Wednesday, December 30, 2015

Becoming a less neurotic writer (is there such a thing?)




Author's Note: I will be starting the 12-week Artist's Way journey beginning January 4. I'll be blogging weekly about my progress. I'd love for some of you to join me.

In early 2015, I set a goal to become a less neurotic writer. Well, it’s been almost a year, and I still have a long way to go. I have a lifetime of bad habits and neuroses to overcome. Julia Cameron of The Artist’s Way calls this journey “creative recovery.” Hmm. That has a much more positive ring to it than becoming less neurotic, doesn’t it?

My personal journey involves daily journaling, meditating, yoga and nature walks. I haven’t been doing any of those things as much as I would like, but despite some personal life bumps in the road, I’m making progress (but not enough, which is why I'll be doing The Artist's Way again).

I have the meanest, bitchiest internal editor to ever walk the face of the earth. She is downright cruel. You should hear what she says to me. It’s not even printable. I call her Helga. Ugly name for an ugly being. (If your name is Helga, I apologize--I’m sure you’re a lovely person.)

Some things I’ve been reading in The Artist’s Way have really hit home. Cameron talks about how anger is at the root of much of our creative neuroses. She says that “in the recovery of a blocked artist, anger is a sign of health.” Awesome. I must be a flippin’ health guru, because I’ve been mad a lot lately. In fact, it seems I’m always ticked off about something or other in regard to my writing career.
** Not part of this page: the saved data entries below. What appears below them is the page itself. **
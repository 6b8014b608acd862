//! Application configuration.
//!
//! Configuration is loaded from a TOML file at:
//! 1. `$MOBIKIT_CONFIG` (environment variable)
//! 2. `~/.config/mobikit/config.toml` (Linux/macOS)
//!    `%APPDATA%\mobikit\config.toml` (Windows)
//! 3. Built-in defaults

use std::path::{Path, PathBuf};

use anyhow::Context;
use serde::{Deserialize, Serialize};

use crate::mobi::header::DEFAULT_RECORD_SIZE;

/// Top-level configuration.
#[derive(Debug, Clone, Default, Serialize, Deserialize)]
#[serde(default)]
pub struct Config {
    /// General behavior settings.
    pub general: GeneralConfig,
    /// Output defaults for the inspection commands.
    pub output: OutputConfig,
    /// Settings applied when a book is rewritten.
    pub write: WriteConfig,
}

/// General behavior settings.
#[derive(Debug, Clone, Serialize, Deserialize)]
#[serde(default)]
pub struct GeneralConfig {
    /// Log level: "error", "warn", "info", "debug", "trace".
    pub log_level: String,
    /// Override cache directory for logs.
    pub cache_dir: Option<PathBuf>,
}

/// Output defaults.
#[derive(Debug, Clone, Default, Serialize, Deserialize)]
#[serde(default)]
pub struct OutputConfig {
    /// Print JSON instead of tables unless a command says otherwise.
    pub json: bool,
}

/// Rewrite settings.
#[derive(Debug, Clone, Serialize, Deserialize)]
#[serde(default)]
pub struct WriteConfig {
    /// Copy the source to `<file>.bak` before rewriting it in place.
    pub backup: bool,
    /// Uncompressed size of each text record written by `text --set`.
    pub text_record_size: u16,
}

// ── Default implementations ─────────────────────────────────────

impl Default for GeneralConfig {
    fn default() -> Self {
        Self {
            log_level: "warn".to_string(),
            cache_dir: None,
        }
    }
}

impl Default for WriteConfig {
    fn default() -> Self {
        Self {
            backup: true,
            text_record_size: DEFAULT_RECORD_SIZE,
        }
    }
}

// ── Load / save ─────────────────────────────────────────────────

/// Environment variable naming an explicit config file.
pub const CONFIG_ENV: &str = "MOBIKIT_CONFIG";

const LOG_LEVELS: [&str; 5] = ["error", "warn", "info", "debug", "trace"];

impl Config {
    /// Replace settings the CLI cannot use with their defaults.
    fn validated(mut self) -> Self {
        if self.write.text_record_size == 0 {
            tracing::warn!("write.text_record_size must be positive, using the default");
            self.write.text_record_size = DEFAULT_RECORD_SIZE;
        }
        if !LOG_LEVELS.contains(&self.general.log_level.as_str()) {
            tracing::warn!(level = %self.general.log_level, "Unknown log level, using warn");
            self.general.log_level = GeneralConfig::default().log_level;
        }
        self
    }
}

/// Load the config file, or the defaults when there is none or it is broken.
pub fn load_config() -> Config {
    let Some(path) = config_file_path().filter(|p| p.exists()) else {
        return Config::default();
    };
    match read_config(&path) {
        Ok(cfg) => {
            tracing::info!(path = %path.display(), "Loaded config");
            cfg.validated()
        }
        Err(e) => {
            tracing::warn!(path = %path.display(), error = %e, "Ignoring config file");
            Config::default()
        }
    }
}

fn read_config(path: &Path) -> anyhow::Result<Config> {
    let contents = std::fs::read_to_string(path)
        .with_context(|| format!("reading {}", path.display()))?;
    toml::from_str(&contents).with_context(|| format!("parsing {}", path.display()))
}

/// Write `config` to the config file path and return that path.
///
/// An existing file is only replaced when `overwrite` is set.
pub fn save_config(config: &Config, overwrite: bool) -> anyhow::Result<PathBuf> {
    let path = config_file_path().context("no config directory on this platform")?;
    if path.exists() && !overwrite {
        anyhow::bail!("{} already exists", path.display());
    }
    if let Some(parent) = path.parent() {
        std::fs::create_dir_all(parent)?;
    }
    std::fs::write(&path, toml::to_string_pretty(config)?)?;
    tracing::info!(path = %path.display(), "Saved config");
    Ok(path)
}

/// `$MOBIKIT_CONFIG`, else `mobikit/config.toml` in the platform config dir.
pub fn config_file_path() -> Option<PathBuf> {
    match std::env::var_os(CONFIG_ENV) {
        Some(path) => Some(PathBuf::from(path)),
        None => dirs::config_dir().map(|d| d.join("mobikit").join("config.toml")),
    }
}

/// Return the cache directory for logs.
pub fn cache_dir(config: &Config) -> PathBuf {
    if let Some(ref dir) = config.general.cache_dir {
        return dir.clone();
    }
    dirs::cache_dir()
        .unwrap_or_else(|| PathBuf::from("."))
        .join("mobikit")
}

/// Return the log file path.
pub fn log_file_path(config: &Config) -> PathBuf {
    cache_dir(config).join("mobikit.log")
}

#[cfg(test)]
mod tests {
    use super::*;

    #[test]
    fn test_default_config() {
        let cfg = Config::default();
        assert_eq!(cfg.general.log_level, "warn");
        assert!(!cfg.output.json);
        assert!(cfg.write.backup);
        assert_eq!(cfg.write.text_record_size, 4096);
    }

    #[test]
    fn test_serialize_deserialize_roundtrip() {
        let mut cfg = Config::default();
        cfg.write.text_record_size = 2048;
        let toml_str = toml::to_string_pretty(&cfg).expect("serialize");
        let parsed: Config = toml::from_str(&toml_str).expect("deserialize");
        assert_eq!(parsed.general.log_level, cfg.general.log_level);
        assert_eq!(parsed.write.text_record_size, 2048);
    }

    #[test]
    fn test_partial_config_uses_defaults() {
        let partial = r#"
[output]
json = true

[write]
backup = false
"#;
        let cfg: Config = toml::from_str(partial).expect("parse partial");
        assert!(cfg.output.json);
        assert!(!cfg.write.backup);
        // Other fields use defaults
        assert_eq!(cfg.write.text_record_size, 4096);
        assert_eq!(cfg.general.log_level, "warn");
    }

    #[test]
    fn test_save_then_load_from_env_path() {
        let dir = tempfile::tempdir().expect("tempdir");
        let path = dir.path().join("nested").join("config.toml");
        std::env::set_var(CONFIG_ENV, &path);

        let mut cfg = Config::default();
        cfg.output.json = true;
        cfg.write.text_record_size = 1024;
        assert_eq!(save_config(&cfg, false).expect("save"), path);
        assert!(save_config(&cfg, false).is_err());
        save_config(&cfg, true).expect("overwrite");

        let loaded = load_config();
        assert!(loaded.output.json);
        assert_eq!(loaded.write.text_record_size, 1024);

        std::fs::write(&path, "[write]\ntext_record_size = 0\n").expect("write");
        assert_eq!(load_config().write.text_record_size, 4096);

        std::fs::write(&path, "not = [valid").expect("write");
        assert_eq!(load_config().write.text_record_size, 4096);
        std::env::remove_var(CONFIG_ENV);
    }

    #[test]
    fn test_unknown_log_level_falls_back() {
        let cfg: Config = toml::from_str("[general]\nlog_level = \"loud\"\n").expect("parse");
        assert_eq!(cfg.validated().general.log_level, "warn");
    }

    #[test]
    fn test_cache_dir_override() {
        let mut cfg = Config::default();
        cfg.general.cache_dir = Some(PathBuf::from("/tmp/mobikit-cache"));
        assert_eq!(
            log_file_path(&cfg),
            PathBuf::from("/tmp/mobikit-cache/mobikit.log")
        );
    }
}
Recently, a couple of writer friends/acquaintances who just started writing achieved greater success (ie: big sales to major publishers or making oodles of money self-publishing) than I have in all my years of struggling. I went through the mature reactions of “It’s not fair!” and “They haven’t paid their dues!” and listened when Helga told me that I’ll never achieve similar success because I suck as a writer. Yeah, it was a really pleasant time in the Clark household.

Cameron asks us to pinpoint what it is we’re really mad at. She says anger is our friend—it will always tell us when we have betrayed ourselves. This was an aha! moment for me. I’m not angry at these friends or even the situation. I’m angry at myself—for the opportunities I didn’t explore, the countless hours I’ve wasted not writing, the wrong turns I’ve taken. It’s all about me. Now that I realize it’s me I’m pissed at, now maybe I can redirect that feeling into my work.

Cameron also talks about synchronicity, which is another word for answered prayers. Be careful what you wish for. Knock and the door will open. Ask and you will receive. However you want to say it. Cameron says once we begin our creative recovery, synchronicity will pop up everywhere. It’s happened to me—a few months ago, I was telling a friend and fellow writer that I wished I had some sort of group to keep me motivated to write on days when I don’t feel like it (like today). Well, she just happened to belong to an international group of women writers with a monthly quota of submissions and critiques, and a few days later I had an invitation in my inbox.


Try it for yourself. Put your wish or desire “out there” and see what happens. And keep me posted. And if you’re a writer who is not neurotic, please tell me your secret in the comments.